Williams trusts the DOT to implement sound changes to street design, and feels as though the mayor isn’t pushing through the plans they know to work as aggressively as he should be. More broadly, Williams says the city too often “pussyfoots around when it comes to making changes that they know will upset the majority,” and should not heed the opinions of the disproportionately older pro-car community board members at the expense of bike safety.

“They won’t allow what needs to happen as far as the implementation of safety measures like bike lanes,” she said. “They’re not qualified to have that level of input. Somebody boldly needs to come along and say ‘Nah, this is out of your jurisdiction, we’re going to do this.’ … Community boards should not have say over safety.”

“The majority are not experts,” she said. “That’s why experts are experts.”

Williams, though, is not interested chiefly in the ins and outs of the processes that dictate into where new bike lanes go or don’t go.

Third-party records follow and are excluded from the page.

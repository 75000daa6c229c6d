//! Scriptable submission transport

use async_trait::async_trait;
use chrono::{DateTime, Duration as ChronoDuration, Utc};
use std::collections::VecDeque;
use std::sync::{Arc, Mutex};
use std::time::Duration;

use crate::application::LoanPayload;
use crate::error::DeskError;
use crate::transport::{SubmissionReceipt, SubmissionTransport};
use crate::LibResult;

/// Submission transport with a controllable clock
///
/// Receipts are stamped from a fixed start time that advances by one
/// millisecond per accepted submission, so IDs are predictable.
#[derive(Debug, Clone)]
pub struct MockSubmissionTransport {
    latency: Duration,
    clock: Arc<Mutex<DateTime<Utc>>>,
    failures: Arc<Mutex<VecDeque<DeskError>>>,
    submitted: Arc<Mutex<Vec<LoanPayload>>>,
}

impl Default for MockSubmissionTransport {
    fn default() -> Self {
        Self::starting_at(Utc::now())
    }
}

impl MockSubmissionTransport {
    pub fn new() -> Self {
        Self::default()
    }

    /// Stamp the first receipt with `start`
    pub fn starting_at(start: DateTime<Utc>) -> Self {
        Self {
            latency: Duration::ZERO,
            clock: Arc::new(Mutex::new(start)),
            failures: Arc::new(Mutex::new(VecDeque::new())),
            submitted: Arc::new(Mutex::new(Vec::new())),
        }
    }

    pub fn with_latency(mut self, latency: Duration) -> Self {
        self.latency = latency;
        self
    }

    /// Return `error` from the next submission
    pub fn fail_next(&self, error: DeskError) {
        self.failures.lock().unwrap().push_back(error);
    }

    /// Payloads accepted so far
    pub fn submitted(&self) -> Vec<LoanPayload> {
        self.submitted.lock().unwrap().clone()
    }
}

#[async_trait]
impl SubmissionTransport for MockSubmissionTransport {
    async fn submit(&self, payload: &LoanPayload) -> LibResult<SubmissionReceipt> {
        tokio::time::sleep(self.latency).await;

        if let Some(error) = self.failures.lock().unwrap().pop_front() {
            return Err(error);
        }

        let mut clock = self.clock.lock().unwrap();
        let receipt = SubmissionReceipt::at(*clock);
        *clock += ChronoDuration::milliseconds(1);
        self.submitted.lock().unwrap().push(payload.clone());
        Ok(receipt)
    }
}
//! Registration profile checks

use once_cell::sync::Lazy;
use regex::Regex;

use super::state::RegistrationProfile;
use crate::error::{DeskError, ErrorCode};
use crate::LibResult;

static EMAIL_PATTERN: Lazy<Regex> =
    Lazy::new(|| Regex::new(r"^\S+@\S+\.\S+$").expect("valid email pattern"));
static PHONE_PATTERN: Lazy<Regex> =
    Lazy::new(|| Regex::new(r"^\d{10}$").expect("valid phone pattern"));

pub const MIN_PASSWORD_LEN: usize = 8;

/// Check a profile before it is sent to the backend
pub fn validate_profile(profile: &RegistrationProfile) -> LibResult<()> {
    if profile.display_name.trim().is_empty() {
        return Err(DeskError::submission_with_code(
            ErrorCode::SUBMISSION_REQUIRED_FIELD,
            "Name is required",
            Some("displayName".to_string()),
        ));
    }

    validate_email(&profile.email)?;

    if let Some(phone) = &profile.phone {
        if !PHONE_PATTERN.is_match(phone) {
            return Err(DeskError::submission_with_code(
                ErrorCode::SUBMISSION_PATTERN_MISMATCH,
                "Please enter a valid 10-digit number",
                Some("phone".to_string()),
            ));
        }
    }

    if profile.password.chars().count() < MIN_PASSWORD_LEN {
        return Err(DeskError::submission_with_code(
            ErrorCode::SUBMISSION_OUT_OF_RANGE,
            format!("Password must be at least {} characters", MIN_PASSWORD_LEN),
            Some("password".to_string()),
        ));
    }

    Ok(())
}

/// Check the shape of an email address
pub fn validate_email(email: &str) -> LibResult<()> {
    if EMAIL_PATTERN.is_match(email) {
        Ok(())
    } else {
        Err(DeskError::submission_with_code(
            ErrorCode::SUBMISSION_PATTERN_MISMATCH,
            "Invalid email address",
            Some("email".to_string()),
        ))
    }
}
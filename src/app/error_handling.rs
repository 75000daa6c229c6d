//! Error handling utilities

use std::error::Error as _;
use tracing::error;

use crate::error::DeskError;

/// Report a fatal error and exit with its status code
///
/// `DeskError`s print their user message and map to their own exit code;
/// other errors exit with 1. With `verbose >= 1` the source chain is shown.
pub fn handle_fatal_error(error: anyhow::Error, verbose: u8) -> ! {
    error!("Fatal error: {}", error);

    let exit_code = if let Some(desk_err) = error.downcast_ref::<DeskError>() {
        eprintln!("{}", desk_err.user_message());

        if verbose >= 1 {
            let mut source = desk_err.source();
            while let Some(cause) = source {
                eprintln!("  caused by: {}", cause);
                source = cause.source();
            }
        }

        desk_err.exit_code()
    } else {
        eprintln!("Error: {error}");

        if verbose >= 1 {
            eprintln!("\nError chain:");
            for (i, cause) in error.chain().enumerate() {
                eprintln!("  {}: {}", i, cause);
            }
        }

        1
    };

    std::process::exit(exit_code)
}
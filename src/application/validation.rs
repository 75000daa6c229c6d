//! Loan payload checks
//!
//! The payload is opaque, but the well-known numeric fields of a credit
//! application are range-checked when they appear.

use serde_json::Value;

use super::state::LoanPayload;
use crate::error::{DeskError, ErrorCode};
use crate::LibResult;

/// Keys the store writes itself
pub const RESERVED_KEYS: &[&str] = &["id", "status", "submittedAt"];

const POSITIVE_FIELDS: &[&str] = &["amount", "amountRequested", "monthlyIncome"];
const NON_NEGATIVE_FIELDS: &[&str] = &[
    "tenureYears",
    "numDebts",
    "totalDebtAmount",
    "monthlyEmis",
    "totalAssets",
];
const CITY_TIERS: &[&str] = &["tier_1", "tier_2", "tier_3"];

/// Check a payload before it is submitted
pub fn validate_payload(payload: &LoanPayload) -> LibResult<()> {
    if payload.is_empty() {
        return Err(DeskError::submission_with_code(
            ErrorCode::SUBMISSION_REQUIRED_FIELD,
            "Application payload is empty",
            None,
        ));
    }

    for key in RESERVED_KEYS {
        if payload.get(key).is_some() {
            return Err(field_error(
                ErrorCode::SUBMISSION_RESERVED_FIELD,
                key,
                "is assigned by the store and cannot be supplied",
            ));
        }
    }

    for key in POSITIVE_FIELDS {
        if let Some(value) = payload.get(key) {
            let number = as_number(key, value)?;
            if number <= 0.0 {
                return Err(field_error(
                    ErrorCode::SUBMISSION_OUT_OF_RANGE,
                    key,
                    "must be greater than zero",
                ));
            }
        }
    }

    for key in NON_NEGATIVE_FIELDS {
        if let Some(value) = payload.get(key) {
            let number = as_number(key, value)?;
            if number < 0.0 {
                return Err(field_error(
                    ErrorCode::SUBMISSION_OUT_OF_RANGE,
                    key,
                    "must not be negative",
                ));
            }
        }
    }

    if let Some(tier) = payload.get("cityTier") {
        let valid = tier.as_str().is_some_and(|t| CITY_TIERS.contains(&t));
        if !valid {
            return Err(field_error(
                ErrorCode::SUBMISSION_PATTERN_MISMATCH,
                "cityTier",
                "must be one of tier_1, tier_2, tier_3",
            ));
        }
    }

    Ok(())
}

fn as_number(key: &str, value: &Value) -> LibResult<f64> {
    value
        .as_f64()
        .ok_or_else(|| field_error(ErrorCode::SUBMISSION_INVALID_TYPE, key, "must be a number"))
}

fn field_error(code: u16, key: &str, reason: &str) -> DeskError {
    DeskError::submission_with_code(code, format!("{} {}", key, reason), Some(key.to_string()))
}

#[cfg(test)]
mod tests {
    use super::*;
    use serde_json::json;

    fn payload(value: Value) -> LoanPayload {
        LoanPayload::from_value(value).unwrap()
    }

    #[test]
    fn test_accepts_typical_payloads() {
        assert!(validate_payload(&payload(json!({"amount": 50000, "tenureYears": 2}))).is_ok());
        assert!(validate_payload(&payload(json!({
            "amountRequested": 250000.0,
            "numDebts": 0,
            "totalDebtAmount": 0,
            "monthlyEmis": 0,
            "totalAssets": 100000,
            "monthlyIncome": 45000,
            "cityTier": "tier_2"
        })))
        .is_ok());
        assert!(validate_payload(&payload(json!({"purpose": "home"}))).is_ok());
    }

    #[test]
    fn test_rejects_empty() {
        let err = validate_payload(&LoanPayload::new()).unwrap_err();
        assert_eq!(err.code(), ErrorCode::SUBMISSION_REQUIRED_FIELD);
    }

    #[test]
    fn test_rejects_reserved_keys() {
        for key in RESERVED_KEYS {
            let err = validate_payload(&LoanPayload::new().with(*key, 1)).unwrap_err();
            assert_eq!(err.field(), Some(*key));
            assert_eq!(err.code(), ErrorCode::SUBMISSION_RESERVED_FIELD);
        }
    }

    #[test]
    fn test_rejects_non_positive_amount() {
        for amount in [json!(0), json!(-10)] {
            let err = validate_payload(&payload(json!({"amount": amount}))).unwrap_err();
            assert_eq!(err.field(), Some("amount"));
            assert_eq!(err.code(), ErrorCode::SUBMISSION_OUT_OF_RANGE);
        }
    }

    #[test]
    fn test_rejects_negative_counts() {
        let err = validate_payload(&payload(json!({"amount": 10, "numDebts": -1}))).unwrap_err();
        assert_eq!(err.field(), Some("numDebts"));
    }

    #[test]
    fn test_rejects_non_numeric_amount() {
        let err = validate_payload(&payload(json!({"amount": "lots"}))).unwrap_err();
        assert_eq!(err.code(), ErrorCode::SUBMISSION_INVALID_TYPE);
    }

    #[test]
    fn test_rejects_unknown_city_tier() {
        let err = validate_payload(&payload(json!({"cityTier": "tier_9"}))).unwrap_err();
        assert_eq!(err.field(), Some("cityTier"));
    }
}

“There’s the set of advocates who are really good at looking at street design and that’s what interests them the most. What interests me the most is making people feel able to deal with what they have, and that’s why I do education the most. Because there will not be a bike lane on every street of New York anytime soon—so let’s deal with the reality we have,” she said. “Let me give you the knowledge to be your best first defense, to give you the sense where to bike, where not to bike, the risks to take, and the risks not to take.”

“That’s what I give to people because that’s what will keep them alive and that’s what I contribute to averting the crisis.”